Trad literary wisdom says that writing a novel equates with embarking on a marriage. Writing a short story is more like a one-night stand. So writing a column is a quick fumble at the staff party?
Unfair and inaccurate. It's a whole separate skill set. But from column to novel is a disaster-defying leap, so good on Joe Bennett for trying it, and good on him for doing it with much aplomb.
Christchurch has just had its second, awful quake. Richard of the title, a derelict Seddon and one-time artist, "a lover, not a fighter", is squatting with a stray mutt in the shaking, wheezing shell of a condemned hotel. Annie rushes from Britain and her good, persistent boyfriend to search for her dad (her mum couldn't care less). Old friend Vince and not-old lover Ben join in the multiple quests.

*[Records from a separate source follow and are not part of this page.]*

#[cfg(test)]
mod tests {
    use super::*;
    use std::cell::RefCell;
    use std::rc::Rc;

    type Held = Rc<RefCell<Vec<TaskContext<u32>>>>;

    fn scheduler(concurrency: usize, low_concurrency: usize) -> Scheduler<u32> {
        Scheduler::new(&SchedulerConfig {
            concurrency,
            low_concurrency,
        })
    }

    /// A start function that parks its context so the test can finish it later.
    fn hold(held: &Held) -> StartFn<u32> {
        let held = Rc::clone(held);
        Box::new(move |ctx| held.borrow_mut().push(ctx))
    }

    fn take(held: &Held, id: TaskId) -> TaskContext<u32> {
        let mut held = held.borrow_mut();
        let pos = held.iter().position(|ctx| ctx.id() == id).unwrap();
        held.remove(pos)
    }

    #[test]
    fn test_ceilings_with_mixed_buckets() {
        let mut s = scheduler(4, 1);
        let held = Held::default();
        for _ in 0..10 {
            s.schedule(hold(&held), 0, "low");
        }
        s.schedule(hold(&held), 2, "high");
        s.schedule(hold(&held), 1, "high");

        assert_eq!(s.running_high(), 2);
        assert_eq!(s.running_low(), 1);
        assert_eq!(s.queued(), 9);
    }

    #[test]
    fn test_high_bucket_launches_by_priority() {
        let mut s = scheduler(1, 1);
        let held = Held::default();
        let first = s.schedule(hold(&held), 1, "a");
        let low = s.schedule(hold(&held), 1, "b");
        let urgent = s.schedule(hold(&held), 5, "c");

        take(&held, first.id()).complete(1);
        s.pump();
        assert!(s.is_started(urgent.id()));
        assert!(!s.is_started(low.id()));
    }

    #[test]
    fn test_equal_priorities_launch_in_order() {
        let mut s = scheduler(1, 1);
        let held = Held::default();
        let a = s.schedule(hold(&held), 1, "a");
        let b = s.schedule(hold(&held), 1, "b");
        let c = s.schedule(hold(&held), 1, "c");

        take(&held, a.id()).complete(0);
        s.pump();
        assert!(s.is_started(b.id()));
        assert!(!s.is_started(c.id()));
    }

    #[test]
    fn test_completion_delivers_value() {
        let mut s = scheduler(4, 1);
        let handle = s.schedule(Box::new(|ctx| ctx.complete(7)), 3, "now");
        assert!(handle.try_settled().is_none());
        assert_eq!(s.pump(), 1);
        assert_eq!(handle.try_settled(), Some(Settled::Done(7)));
        assert_eq!(s.running(), 0);
    }

    #[test]
    fn test_completion_from_another_thread() {
        let mut s = scheduler(4, 1);
        let handle = s.schedule(
            Box::new(|ctx| {
                std::thread::spawn(move || ctx.complete(11));
            }),
            1,
            "thread",
        );
        let deadline = std::time::Instant::now() + std::time::Duration::from_secs(5);
        while s.pump() == 0 && std::time::Instant::now() < deadline {
            std::thread::yield_now();
        }
        assert_eq!(handle.try_settled(), Some(Settled::Done(11)));
    }

    #[test]
    fn test_abort_unstarted_resolves_unset() {
        let mut s = scheduler(1, 1);
        let held = Held::default();
        s.schedule(hold(&held), 1, "busy");
        let queued = s.schedule(hold(&held), 1, "queued");

        s.abort(queued.id());
        assert_eq!(queued.try_settled(), Some(Settled::Unset));
        assert_eq!(s.queued(), 0);
        assert!(!s.is_pending(queued.id()));
    }

    #[test]
    fn test_abort_started_restores_counters() {
        let mut s = scheduler(4, 1);
        let held = Held::default();
        let handle = s.schedule(hold(&held), 0, "running");
        assert_eq!(s.running_low(), 1);

        let token = held.borrow()[0].cancel_token().clone();
        s.abort(handle.id());

        assert!(token.is_cancelled());
        assert_eq!(handle.try_settled(), Some(Settled::Unset));
        assert_eq!(s.running_low(), 0);
        assert_eq!(s.running(), 0);
    }

    #[test]
    fn test_abort_frees_slot_for_next_task() {
        let mut s = scheduler(1, 1);
        let held = Held::default();
        let running = s.schedule(hold(&held), 1, "a");
        let waiting = s.schedule(hold(&held), 1, "b");
        s.abort(running.id());
        assert!(s.is_started(waiting.id()));
    }

    #[test]
    fn test_late_result_after_abort_is_ignored() {
        let mut s = scheduler(4, 1);
        let held = Held::default();
        let handle = s.schedule(hold(&held), 1, "a");
        s.abort(handle.id());
        take(&held, handle.id()).complete(5);

        assert_eq!(s.pump(), 0);
        assert_eq!(handle.try_settled(), Some(Settled::Unset));
        assert!(handle.try_settled().is_none());
        assert_eq!(s.running(), 0);
    }

    #[test]
    fn test_double_abort_and_double_complete_are_noops() {
        let mut s = scheduler(4, 1);
        let held = Held::default();
        let handle = s.schedule(hold(&held), 1, "a");
        let ctx = take(&held, handle.id());
        let (_cancel, completer) = ctx.into_parts();
        completer.complete(1);
        s.pump();

        s.abort(handle.id());
        s.abort(handle.id());
        assert_eq!(handle.try_settled(), Some(Settled::Done(1)));
        assert!(handle.try_settled().is_none());
        assert_eq!(s.running(), 0);
    }

    #[test]
    fn test_tune_moves_queued_task_to_high_bucket() {
        let mut s = scheduler(4, 1);
        let held = Held::default();
        s.schedule(hold(&held), 0, "low-running");
        let queued = s.schedule(hold(&held), 0, "low-queued");
        assert!(!s.is_started(queued.id()));

        s.tune(queued.id(), 2);
        assert!(s.is_started(queued.id()));
        assert_eq!(s.running_high(), 1);
        assert_eq!(s.priority(queued.id()), Some(2));
    }

    #[test]
    fn test_tune_promotes_running_low_task() {
        let mut s = scheduler(4, 1);
        let held = Held::default();
        let first = s.schedule(hold(&held), 0, "a");
        let second = s.schedule(hold(&held), 0, "b");

        s.tune(first.id(), 3);
        assert_eq!(s.running_high(), 1);
        assert!(s.is_started(second.id()));
        assert_eq!(s.running_low(), 1);
    }

    #[test]
    fn test_low_bucket_starves_behind_high() {
        let mut s = scheduler(2, 1);
        let held = Held::default();
        s.schedule(hold(&held), 1, "h1");
        s.schedule(hold(&held), 1, "h2");
        let low = s.schedule(hold(&held), 0, "low");
        assert!(!s.is_started(low.id()));
    }
}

Rich meanwhile makes the hotel into a sanctuary and theatre; drinks it half-dry; accesses the past and negotiates with his pain; has entertaining exchanges with Dog Friday. Annie seeks, persists, slides through army-patrolled streets at night.
A conventional narrative builds clearly and a bit predictably. Characters discover each others' distress and loneliness; deep-buried secrets; the ache of far-off youth and the fading of beauty. Events gather and gallop to a near-melodramatic climax, with a neatly ambivalent coda.